Przed brukselskim sądem karnym toczy się sprawa 36-letniego mieszkańca Anderlechtu, któremu prokuratura zarzuca bezprawne pozbawienie wolności i wielokrotny gwałt na kobiecie świadczącej usługi seksualne. Oskarżony stanowczo zaprzecza, twierdząc, że zdarzenie było wynikiem nieporozumienia podczas spotkania, w którym oboje mieli pozostawać pod wpływem narkotyków. Dwa lata po wydarzeniach sąd musi rozstrzygnąć sprawę opartą na skrajnie odmiennych relacjach stron.
Interwencja po alarmie od sąsiadów
Do zdarzenia doszło w nocy z 19 na 20 listopada 2023 roku. Wczesnym rankiem sąsiedzi zauważyli na balkonie mężczyznę zadającego cios kobiecie i natychmiast zawiadomili policję. Jeden ze świadków nagrał całe zajście telefonem, a materiał wideo stał się później istotnym dowodem.
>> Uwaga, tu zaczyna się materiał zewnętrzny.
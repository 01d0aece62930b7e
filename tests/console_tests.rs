//! Tests for the console protocol layer.
//!
//! Drives full connections over in-memory duplex streams: framing,
//! FIFO request/response pairing, and notification fan-out.

use canister::api::codec::{read_message, write_message, FrameDecoder};
use canister::api::model::{Message, Notification, Request, Response};
use canister::console::Console;
use canister::container::{Name, Version};
use canister::engine::{Engine, EngineConfig};
use canister::launcher::MockLauncher;
use canister::manifest::Manifest;
use canister::platform::KernelInventory;
use bytes::BytesMut;
use std::path::{Path, PathBuf};
use std::sync::Arc;
use std::time::Duration;
use tempfile::TempDir;
use tokio::io::{AsyncRead, AsyncWrite, ReadHalf, WriteHalf};
use tokio::time::timeout;

// =============================================================================
// Helpers
// =============================================================================

fn make_npk(dir: &Path, name: &str) -> PathBuf {
    let manifest = Manifest {
        name: Name::try_from(name).unwrap(),
        version: Version::new(0, 0, 1),
        init: Some(PathBuf::from("/init")),
        args: Vec::new(),
        env: Default::default(),
        uid: 1000,
        gid: 1000,
        cpu: None,
        memory: None,
        blkio: None,
        mounts: Default::default(),
        capabilities: Default::default(),
        rlimits: Default::default(),
        seccomp: None,
        selinux: None,
        console: None,
        autostart: None,
        io: None,
    };
    let root = dir.join(format!("{name}-rootfs"));
    std::fs::create_dir_all(&root).unwrap();
    std::fs::write(root.join("init"), b"#!/bin/sh\n").unwrap();
    canister::npk::pack(&manifest, &root, dir).unwrap()
}

fn console(dir: &TempDir) -> (Console, Engine) {
    let config = EngineConfig {
        run_dir: dir.path().join("run"),
        repository_dir: dir.path().join("repository"),
    };
    let engine = Engine::new(config, Arc::new(MockLauncher::new()), KernelInventory::all()).unwrap();
    (Console::new(engine.clone()), engine)
}

struct Client<S> {
    reader: ReadHalf<S>,
    writer: WriteHalf<S>,
    decoder: FrameDecoder,
    buffer: BytesMut,
}

impl<S: AsyncRead + AsyncWrite> Client<S> {
    fn new(stream: S) -> Self {
        let (reader, writer) = tokio::io::split(stream);
        Self {
            reader,
            writer,
            decoder: FrameDecoder::default(),
            buffer: BytesMut::new(),
        }
    }

    async fn send(&mut self, request: Request)
    where
        S: Unpin,
    {
        write_message(&mut self.writer, &Message::Request(request))
            .await
            .unwrap();
    }

    /// Next response, skipping interleaved notifications.
    async fn response(&mut self) -> Response
    where
        S: Unpin,
    {
        loop {
            let message = timeout(
                Duration::from_secs(5),
                read_message(&mut self.reader, &self.decoder, &mut self.buffer),
            )
            .await
            .unwrap()
            .unwrap();
            match message {
                Message::Response(response) => return response,
                Message::Notification(_) => continue,
                Message::Request(_) => panic!("server sent a request"),
            }
        }
    }

    /// Next notification, skipping responses.
    async fn notification(&mut self) -> Notification
    where
        S: Unpin,
    {
        loop {
            let message = timeout(
                Duration::from_secs(5),
                read_message(&mut self.reader, &self.decoder, &mut self.buffer),
            )
            .await
            .unwrap()
            .unwrap();
            if let Message::Notification(notification) = message {
                return notification;
            }
        }
    }
}

// =============================================================================
// FIFO Ordering Tests
// =============================================================================

#[tokio::test]
async fn test_three_requests_three_ordered_responses() {
    let dir = TempDir::new().unwrap();
    let (console, _engine) = console(&dir);
    let npk = make_npk(dir.path(), "hello");

    let (client, server) = tokio::io::duplex(64 * 1024);
    console.spawn_connection(server);
    let mut client = Client::new(client);

    // Back-to-back, no waiting in between. The install is the slow
    // one; ordering must hold regardless.
    client.send(Request::Containers).await;
    client.send(Request::Install { npk }).await;
    client.send(Request::Containers).await;

    let first = client.response().await;
    let second = client.response().await;
    let third = client.response().await;

    match first {
        Response::Containers { containers } => assert!(containers.is_empty()),
        other => panic!("expected empty container list, got {other:?}"),
    }
    assert!(matches!(second, Response::Install { .. }));
    match third {
        Response::Containers { containers } => assert_eq!(containers.len(), 1),
        other => panic!("expected one container, got {other:?}"),
    }
}

#[tokio::test]
async fn test_error_response_keeps_connection_alive() {
    let dir = TempDir::new().unwrap();
    let (console, _engine) = console(&dir);

    let (client, server) = tokio::io::duplex(64 * 1024);
    console.spawn_connection(server);
    let mut client = Client::new(client);

    client
        .send(Request::Install {
            npk: PathBuf::from("/does/not/exist.npk"),
        })
        .await;
    assert!(matches!(client.response().await, Response::Error { .. }));

    // Connection still serves requests.
    client.send(Request::Containers).await;
    assert!(matches!(
        client.response().await,
        Response::Containers { .. }
    ));
}

// =============================================================================
// Notification Fan-Out Tests
// =============================================================================

#[tokio::test]
async fn test_notifications_reach_all_connections() {
    let dir = TempDir::new().unwrap();
    let (console, _engine) = console(&dir);
    let npk = make_npk(dir.path(), "hello");

    let (client_a, server_a) = tokio::io::duplex(64 * 1024);
    let (client_b, server_b) = tokio::io::duplex(64 * 1024);
    console.spawn_connection(server_a);
    console.spawn_connection(server_b);
    let mut client_a = Client::new(client_a);
    let mut client_b = Client::new(client_b);

    // Install via connection A; both A and B observe the event.
    client_a.send(Request::Install { npk }).await;
    assert!(matches!(
        client_a.response().await,
        Response::Install { .. }
    ));

    assert!(matches!(
        client_a.notification().await,
        Notification::Installed { .. }
    ));
    assert!(matches!(
        client_b.notification().await,
        Notification::Installed { .. }
    ));
}

#[tokio::test]
async fn test_stop_response_carries_exit_status() {
    let dir = TempDir::new().unwrap();
    let (console, engine) = console(&dir);
    let npk = make_npk(dir.path(), "hello");

    let container = engine.install(&npk).await.unwrap();
    engine.mount(&container).await.unwrap();
    engine.start(&container).await.unwrap();

    let (client, server) = tokio::io::duplex(64 * 1024);
    console.spawn_connection(server);
    let mut client = Client::new(client);

    client
        .send(Request::Stop {
            container,
            signal: None,
            timeout_secs: 5,
        })
        .await;
    match client.response().await {
        Response::Stop { status } => {
            assert_eq!(
                status,
                canister::api::model::ExitStatus::Signalled { signal: 15 }
            );
        }
        other => panic!("expected stop response, got {other:?}"),
    }
}

// =============================================================================
// Protocol Robustness Tests
// =============================================================================

#[tokio::test]
async fn test_oversized_frame_closes_connection() {
    use tokio::io::AsyncWriteExt;

    let dir = TempDir::new().unwrap();
    let (console, _engine) = console(&dir);

    let (mut client, server) = tokio::io::duplex(64 * 1024);
    console.spawn_connection(server);

    // Length prefix far above the frame cap; the server must drop the
    // connection instead of buffering.
    client.write_all(&u32::MAX.to_be_bytes()).await.unwrap();
    client.flush().await.unwrap();

    let mut buffer = [0u8; 16];
    use tokio::io::AsyncReadExt;
    let n = timeout(Duration::from_secs(5), client.read(&mut buffer))
        .await
        .unwrap()
        .unwrap();
    assert_eq!(n, 0, "expected eof after protocol violation");
}

#[tokio::test]
async fn test_shutdown_request() {
    let dir = TempDir::new().unwrap();
    let (console, engine) = console(&dir);
    let npk = make_npk(dir.path(), "hello");

    let container = engine.install(&npk).await.unwrap();
    engine.mount(&container).await.unwrap();
    engine.start(&container).await.unwrap();

    let (client, server) = tokio::io::duplex(64 * 1024);
    console.spawn_connection(server);
    let mut client = Client::new(client);

    client.send(Request::Shutdown).await;
    assert!(matches!(client.response().await, Response::Ok));

    // Everything was stopped and umounted.
    let data = engine.containers();
    assert!(data.iter().all(|d| d.state == "installed"));
}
Po przyjeździe na miejsce mężczyzna utrzymywał, że to on padł ofiarą agresji – według jego relacji pracownica seksualna próbowała sprzedać mu narkotyki i zachowywała się napastliwie. Policjanci zastali jednak w mieszkaniu niemal nagą kobietę w stanie silnego szoku, krzyczącą o pomoc. Opowiedziała im o nocnym zatrzymaniu wbrew swojej woli oraz o przemocy, przed którą miała uciec przez okno. Jedna z osób mieszkających w budynku potwierdziła tę wersję wydarzeń. Lekarze odnotowali ślady uderzeń na jej twarzy i ramionach oraz uraz kostki.
Przebieg wydarzeń według prokuratury
Z ustaleń śledczych wynika, że mężczyzna zamówił trzygodzinne spotkanie za 450 euro. Kobieta, będąca osobą transpłciową, zeznała, że klient wiedział o jej tożsamości i nie zgłaszał żadnych zastrzeżeń. Napięcie pojawiło się dopiero po godzinie, gdy poprosiła o zakończenie wizyty.
Według jej relacji mężczyzna zamknął drzwi na klucz, schował go, a następnie groził jej nożem, zmuszał do zażywania narkotyków i wielokrotnie dopuszczał się gwałtu. Między kolejnymi aktami przemocy miał nakazywać jej branie prysznica, by usuwać ślady. Cały cykl przemocy miał trwać około dziewięciu godzin.
Prokuratura uważa, że nagranie wideo oraz dokumentacja medyczna stanowią obiektywne potwierdzenie pozbawienia wolności i stosowania przemocy. Oskarżyciele podkreślają również spójność zeznań kobiety, uznając je za podstawę do postawienia zarzutu gwałtu.
Stanowisko obrony
W pierwszej instancji oskarżony został zaocznie skazany na sześć lat więzienia. Obecnie, stając przed sądem, podtrzymuje niewinność i przedstawia się jako ofiara chaotycznych wydarzeń, które – jak twierdzi – wymknęły się spod kontroli z powodu narkotyków.
Obrońca przyznaje, że doszło do przemocy, ale opisuje ją jako wzajemną. Zwraca uwagę na rozbieżności w zeznaniach kobiety, dotyczące liczby gwałtów, brak materiału biologicznego potwierdzającego stosunki seksualne, fakt że sąsiedzi nie słyszeli niepokojących odgłosów, a także na brak obrażeń, które odpowiadałyby relacji o wielogodzinnych torturach. W ocenie obrony materiał dowodowy nie uzasadnia surowej kary, dlatego wnioskuje ona o orzeczenie prac społecznych.
Oskarżony, składając krótkie i niespójne oświadczenie, utrzymuje, że nigdy nie dopuszczał się żadnych czynów bez zgody drugiej osoby.
Wyrok ma zostać ogłoszony 16 stycznia 2026 roku.